Following Alexandrov et al.40,41, we used these steps to evaluate the reproducibility of the components of the signatures. (Step 1) Train the model 10,000 times using all the available data in the matrix R with the parameters k = 10 and α = 0.05. Each independent run of the algorithm gives a solution \(\{ W^r,H^r\} ,r \in \{ 1,2, \ldots ,10000\}\). (Step 2) Select the 100 solutions that gives the smallest values of the cost function at convergence and aggregate them into the n × 1000 matrix Wrep and the 1000 × m matrix Hrep. These aggregation matrices now contain the signatures of 100 independent runs of our algorithm. (Step 3) Apply a partition clustering algorithm on the rows of Wrep and on the columns of Hrep using cosine distance as the metric.
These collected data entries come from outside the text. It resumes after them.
//! Time-based caching of generated documents

use crate::{error::OpenApiResult, specification::OpenApiSpec};
use parking_lot::RwLock;
use std::{
    sync::Arc,
    time::{Duration, Instant},
};

/// A generated document and the moment it stops being fresh
#[derive(Debug)]
struct CacheEntry {
    spec: Arc<OpenApiSpec>,
    /// `None` when the TTL reaches past what `Instant` can represent
    expires_at: Option<Instant>,
}

impl CacheEntry {
    fn new(spec: OpenApiSpec, ttl: Duration) -> Self {
        Self {
            spec: Arc::new(spec),
            expires_at: Instant::now().checked_add(ttl),
        }
    }

    fn is_expired(&self) -> bool {
        self.expires_at.map_or(false, |exp| Instant::now() >= exp)
    }
}

/// Wraps a document producer and reuses its output for `ttl`.
///
/// A zero TTL regenerates on every call. Producer errors are returned to the
/// caller and leave the slot empty.
///
/// The producer runs synchronously under the write lock; async callers
/// should reach it through a blocking task (the documentation router does).
pub struct CachedDocument<F> {
    producer: F,
    ttl: Duration,
    slot: RwLock<Option<CacheEntry>>,
}

impl<F> CachedDocument<F>
where
    F: Fn() -> OpenApiResult<OpenApiSpec>,
{
    pub fn new(ttl: Duration, producer: F) -> Self {
        Self {
            producer,
            ttl,
            slot: RwLock::new(None),
        }
    }

    /// A decorator that never keeps a document
    pub fn uncached(producer: F) -> Self {
        Self::new(Duration::ZERO, producer)
    }

    pub fn ttl(&self) -> Duration {
        self.ttl
    }

    /// Return the cached document while fresh, otherwise regenerate it
    pub fn document(&self) -> OpenApiResult<Arc<OpenApiSpec>> {
        if self.ttl.is_zero() {
            return Ok(Arc::new((self.producer)()?));
        }

        if let Some(entry) = self.slot.read().as_ref() {
            if !entry.is_expired() {
                return Ok(Arc::clone(&entry.spec));
            }
        }

        let mut slot = self.slot.write();
        // another caller may have refreshed the slot while we waited
        if let Some(entry) = slot.as_ref() {
            if !entry.is_expired() {
                return Ok(Arc::clone(&entry.spec));
            }
        }

        tracing::debug!("Regenerating cached OpenAPI document");
        *slot = None;
        let entry = CacheEntry::new((self.producer)()?, self.ttl);
        let spec = Arc::clone(&entry.spec);
        *slot = Some(entry);
        Ok(spec)
    }

    /// Drop the cached document so the next call regenerates
    pub fn invalidate(&self) {
        *self.slot.write() = None;
    }
}
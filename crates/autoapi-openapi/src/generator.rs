use crate::{
    config::OpenApiConfig,
    descriptor::RouteDescriptor,
    error::{OpenApiError, OpenApiResult},
    paths,
    registry::SchemaRegistry,
    responses::envelope_schemas,
    routes::RouteSource,
    schema::{entity_schema, payload_schema},
    specification::*,
};
use std::collections::BTreeMap;

/// Main OpenAPI document generator
pub struct OpenApiGenerator {
    /// Configuration
    config: OpenApiConfig,
}

/// Assemble a document from an already extracted route list.
///
/// Routes whose handler is not API-capable are skipped. Blank descriptions
/// become `"API documentation for {title}"` and an empty server list becomes
/// a single `/` server.
pub fn assemble(
    routes: &[RouteDescriptor],
    title: &str,
    version: &str,
    description: &str,
    servers: Vec<Server>,
) -> OpenApiSpec {
    build_document(routes, title, version, description, servers).0
}

fn build_document(
    routes: &[RouteDescriptor],
    title: &str,
    version: &str,
    description: &str,
    servers: Vec<Server>,
) -> (OpenApiSpec, Vec<String>) {
    let mut registry = SchemaRegistry::new();
    for (name, schema) in envelope_schemas() {
        registry.register(&name, schema);
    }

    let mut path_map: BTreeMap<String, PathItem> = BTreeMap::new();

    for route in routes {
        let resource = &route.resource;
        if !resource.api_capable {
            tracing::debug!("Skipping route '{}': handler '{}' is not an API handler", route.raw_path, resource.name);
            continue;
        }

        let items = paths::build(route);
        if items.is_empty() {
            tracing::debug!("Route '{}' exposes no operations", route.raw_path);
            continue;
        }
        paths::merge_paths(&mut path_map, items);

        if let Some(payload) = &resource.payload {
            registry.register(&payload.name, payload_schema(payload));
        }
        if let Some(entity) = &resource.entity {
            registry.register(&entity.name, entity_schema(entity));
        }
    }

    let conflicts = registry.conflicts().to_vec();

    let description = if description.trim().is_empty() {
        format!("API documentation for {}", title)
    } else {
        description.to_string()
    };

    let servers = if servers.is_empty() {
        vec![Server::new("/").with_description("Default server")]
    } else {
        servers
    };

    let spec = OpenApiSpec {
        openapi: OPENAPI_VERSION.to_string(),
        info: ApiInfo {
            title: title.to_string(),
            version: version.to_string(),
            description: Some(description),
        },
        servers,
        paths: path_map,
        components: Components {
            schemas: registry.into_schemas(),
        },
    };

    tracing::info!(
        "Assembled OpenAPI document '{}': {} paths, {} schemas",
        spec.info.title,
        spec.paths.len(),
        spec.components.schemas.len()
    );

    (spec, conflicts)
}

impl OpenApiGenerator {
    /// Create a new OpenAPI generator
    pub fn new(config: OpenApiConfig) -> Self {
        Self { config }
    }

    pub fn config(&self) -> &OpenApiConfig {
        &self.config
    }

    /// Generate a document from route descriptors.
    ///
    /// Fails only when `strict_schemas` is set and a schema name was
    /// registered with divergent bodies.
    pub fn generate(&self, routes: &[RouteDescriptor]) -> OpenApiResult<OpenApiSpec> {
        let (spec, conflicts) = build_document(
            routes,
            &self.config.title,
            &self.config.version,
            &self.config.description,
            self.config.document_servers(),
        );

        if self.config.strict_schemas && !conflicts.is_empty() {
            return Err(OpenApiError::schema_conflict(format!(
                "schema names registered with different shapes: {}",
                conflicts.join(", ")
            )));
        }

        Ok(spec)
    }

    /// Pull routes from `source` and generate a document
    pub fn generate_from<S: RouteSource + ?Sized>(&self, source: &S) -> OpenApiResult<OpenApiSpec> {
        let routes = source.routes()?;
        self.generate(&routes)
    }
}

#[cfg(test)]
mod tests {
    use super::*;
    use crate::descriptor::{
        Capability, FieldDescriptor, FieldKind, HttpMethod, ResourceDescriptor, TypeDescriptor,
    };
    use crate::responses::{ERROR_ENVELOPE, SUCCESS_ENVELOPE};

    fn item_route(path: &str, payload: TypeDescriptor) -> RouteDescriptor {
        RouteDescriptor::new(
            path,
            "item",
            ResourceDescriptor::resource("ItemViewSet", Capability::ALL).with_payload(payload),
        )
    }

    #[test]
    fn test_empty_routes_generation() {
        let spec = assemble(&[], "Test API", "1.0.0", "", Vec::new());

        assert_eq!(spec.openapi, "3.0.0");
        assert_eq!(spec.info.title, "Test API");
        assert_eq!(spec.info.description.as_deref(), Some("API documentation for Test API"));
        assert!(spec.paths.is_empty());
        assert_eq!(spec.servers, vec![Server::new("/").with_description("Default server")]);

        let names: Vec<&str> = spec.components.schemas.keys().map(String::as_str).collect();
        assert_eq!(names, vec![ERROR_ENVELOPE, SUCCESS_ENVELOPE]);
    }

    #[test]
    fn test_supplied_servers_and_description_are_kept() {
        let spec = assemble(
            &[],
            "Test API",
            "1.0.0",
            "Things",
            vec![Server::new("https://api.example.com")],
        );

        assert_eq!(spec.info.description.as_deref(), Some("Things"));
        assert_eq!(spec.servers.len(), 1);
        assert_eq!(spec.servers[0].url, "https://api.example.com");
    }

    #[test]
    fn test_non_api_handlers_are_skipped() {
        let routes = vec![RouteDescriptor::new(
            "admin",
            "admin",
            ResourceDescriptor::endpoint("AdminView", [HttpMethod::Get])
                .with_payload(TypeDescriptor::new("Admin", vec![]))
                .not_api(),
        )];

        let spec = assemble(&routes, "Test API", "1.0.0", "", Vec::new());
        assert!(spec.paths.is_empty());
        assert!(!spec.components.schemas.contains_key("Admin"));
    }

    #[test]
    fn test_payload_and_entity_schemas_registered() {
        let route = RouteDescriptor::new(
            "items",
            "item",
            ResourceDescriptor::resource("ItemViewSet", Capability::READ_ONLY)
                .with_payload(TypeDescriptor::new(
                    "ItemSerializer",
                    vec![FieldDescriptor::new("name", FieldKind::String)],
                ))
                .with_entity(TypeDescriptor::new(
                    "Item",
                    vec![FieldDescriptor::new("name", FieldKind::String)],
                )),
        );

        let spec = assemble(&[route], "Test API", "1.0.0", "", Vec::new());
        assert!(spec.components.schemas.contains_key("ItemSerializer"));
        assert!(spec.components.schemas.contains_key("Item"));
        assert_eq!(spec.components.schemas.len(), 4);
    }

    #[test]
    fn test_strict_schemas_rejects_divergent_duplicates() {
        let routes = vec![
            item_route(
                "items",
                TypeDescriptor::new("Item", vec![FieldDescriptor::new("name", FieldKind::String)]),
            ),
            item_route(
                "legacy-items",
                TypeDescriptor::new("Item", vec![FieldDescriptor::new("size", FieldKind::Integer)]),
            ),
        ];

        let lenient = OpenApiGenerator::new(OpenApiConfig::default());
        let spec = lenient.generate(&routes).unwrap();
        assert!(spec.components.schemas["Item"].properties.contains_key("name"));

        let strict = OpenApiGenerator::new(OpenApiConfig::default().with_strict_schemas(true));
        assert!(matches!(
            strict.generate(&routes),
            Err(OpenApiError::SchemaConflict(_))
        ));
    }

    #[test]
    fn test_generate_from_propagates_source_errors() {
        struct Broken;

        impl RouteSource for Broken {
            fn routes(&self) -> OpenApiResult<Vec<RouteDescriptor>> {
                Err(OpenApiError::route_source_error("registry unavailable"))
            }
        }

        let generator = OpenApiGenerator::new(OpenApiConfig::default());
        assert!(matches!(
            generator.generate_from(&Broken),
            Err(OpenApiError::RouteSource(_))
        ));
    }
}
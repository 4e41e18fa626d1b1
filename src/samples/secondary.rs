// Secondary command buffer sample
//
// Each slot gets a secondary command buffer recorded once, at rebuild time,
// against that slot's framebuffer. The per-frame primary only begins the
// pass and executes it. Because the secondaries reference framebuffers they
// are part of the swapchain-dependent set and are re-recorded on resize.

use anyhow::{Context, Result};
use ash::vk;

use super::FrameParams;
use crate::backend::render_pass::{self, MAIN_PASS};
use crate::backend::{AttachmentImage, VulkanDevice, VulkanSurface};
use crate::frame::{Extent2D, RebuildContext, RenderPassRegistry};

/// Grid cells per row/column drawn by each secondary buffer
const GRID: u32 = 6;
const CELL_COLOR: [f32; 4] = [0.9, 0.55, 0.2, 1.0];

pub struct SecondaryTargets {
    pub extent: Extent2D,
    render_pass: vk::RenderPass,
    depth: AttachmentImage,
    framebuffers: Vec<vk::Framebuffer>,
    secondaries: Vec<vk::CommandBuffer>,
}

impl SecondaryTargets {
    pub fn build(
        ctx: &RebuildContext<'_, VulkanDevice, VulkanSurface>,
        passes: &RenderPassRegistry<vk::RenderPass>,
    ) -> Result<Self> {
        let device = ctx.device.as_ref();
        let render_pass = *passes.get(MAIN_PASS)?;

        let depth = AttachmentImage::depth_target(device, ctx.extent, "secondary.depth")?;

        let mut targets = Self {
            extent: ctx.extent,
            render_pass,
            depth,
            framebuffers: Vec::new(),
            secondaries: Vec::new(),
        };

        if let Err(e) = targets.record_secondaries(device, ctx) {
            targets.destroy(device);
            return Err(e);
        }

        Ok(targets)
    }

    fn record_secondaries(
        &mut self,
        device: &VulkanDevice,
        ctx: &RebuildContext<'_, VulkanDevice, VulkanSurface>,
    ) -> Result<()> {
        let vk_extent = ctx.surface.vk_extent();

        self.framebuffers = render_pass::create_framebuffers(
            device,
            self.render_pass,
            ctx.surface.image_views(),
            Some(self.depth.view),
            vk_extent,
        )?;

        let count = u32::try_from(self.framebuffers.len()).context("Too many swapchain images")?;
        self.secondaries = device.allocate_secondary_command_buffers(count)?;

        for (slot, (&secondary, &framebuffer)) in
            self.secondaries.iter().zip(&self.framebuffers).enumerate()
        {
            let inheritance = vk::CommandBufferInheritanceInfo::default()
                .render_pass(self.render_pass)
                .subpass(0)
                .framebuffer(framebuffer);

            let begin_info = vk::CommandBufferBeginInfo::default()
                .flags(vk::CommandBufferUsageFlags::RENDER_PASS_CONTINUE)
                .inheritance_info(&inheritance);

            unsafe { device.device.begin_command_buffer(secondary, &begin_info) }
                .with_context(|| format!("Failed to begin secondary buffer {}", slot))?;

            record_grid(device, secondary, vk_extent);

            unsafe { device.device.end_command_buffer(secondary) }
                .with_context(|| format!("Failed to end secondary buffer {}", slot))?;
        }

        log::debug!("Recorded {} secondary command buffers", self.secondaries.len());
        Ok(())
    }

    pub fn record(
        &self,
        device: &VulkanDevice,
        command_buffer: vk::CommandBuffer,
        slot: usize,
        params: &FrameParams,
    ) -> Result<()> {
        let (Some(&framebuffer), Some(&secondary)) =
            (self.framebuffers.get(slot), self.secondaries.get(slot))
        else {
            anyhow::bail!("No secondary command buffer for slot {}", slot);
        };

        let clear_values = render_pass::clear_values(params.animated_clear());
        render_pass::begin_render_pass(
            device,
            command_buffer,
            self.render_pass,
            framebuffer,
            self.depth.vk_extent(),
            &clear_values,
            vk::SubpassContents::SECONDARY_COMMAND_BUFFERS,
        );
        unsafe {
            device.device.cmd_execute_commands(command_buffer, &[secondary]);
        }
        render_pass::end_render_pass(device, command_buffer);

        Ok(())
    }

    pub fn destroy(self, device: &VulkanDevice) {
        device.free_command_buffers(&self.secondaries);
        render_pass::destroy_framebuffers(device, &self.framebuffers);
        self.depth.destroy(device);
    }
}

/// Checkerboard of squares over the whole framebuffer
fn record_grid(device: &VulkanDevice, command_buffer: vk::CommandBuffer, extent: vk::Extent2D) {
    let cell_w = extent.width as f32 / GRID as f32;
    let cell_h = extent.height as f32 / GRID as f32;
    let size = cell_w.min(cell_h) * 0.6;

    for row in 0..GRID {
        for col in 0..GRID {
            if (row + col) % 2 == 1 {
                continue;
            }
            let cx = (col as f32 + 0.5) * cell_w;
            let cy = (row as f32 + 0.5) * cell_h;
            render_pass::clear_rect(
                device,
                command_buffer,
                render_pass::square_in(extent, cx, cy, size),
                CELL_COLOR,
            );
        }
    }
}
We used the k-means++ algorithm by setting the number of clusters to 10. The reproducibility of the signature component was then measured by the tightness and separation of the clusters obtained. We used the cosine similarity-based average silhouette width58 of each cluster as a measure of reproducibility of each component in the signature. The silhouette value ranges from −1 to +1. A value close to +1 indicates that a component is very similar to other components in its cluster but very dissimilar to neighbouring clusters.

Statistical analysis

One-tailed Wilcoxon sum-rank test significance was used in the reported P values. To associate a given drug or side effect category to a given component of the signature, we adjusted the P values using the Benjamini–Hochberg method59 to keep the overall significance level <0.01.

Reporting summary

Further information on research design is available in the Nature Research Reporting Summary linked to this article.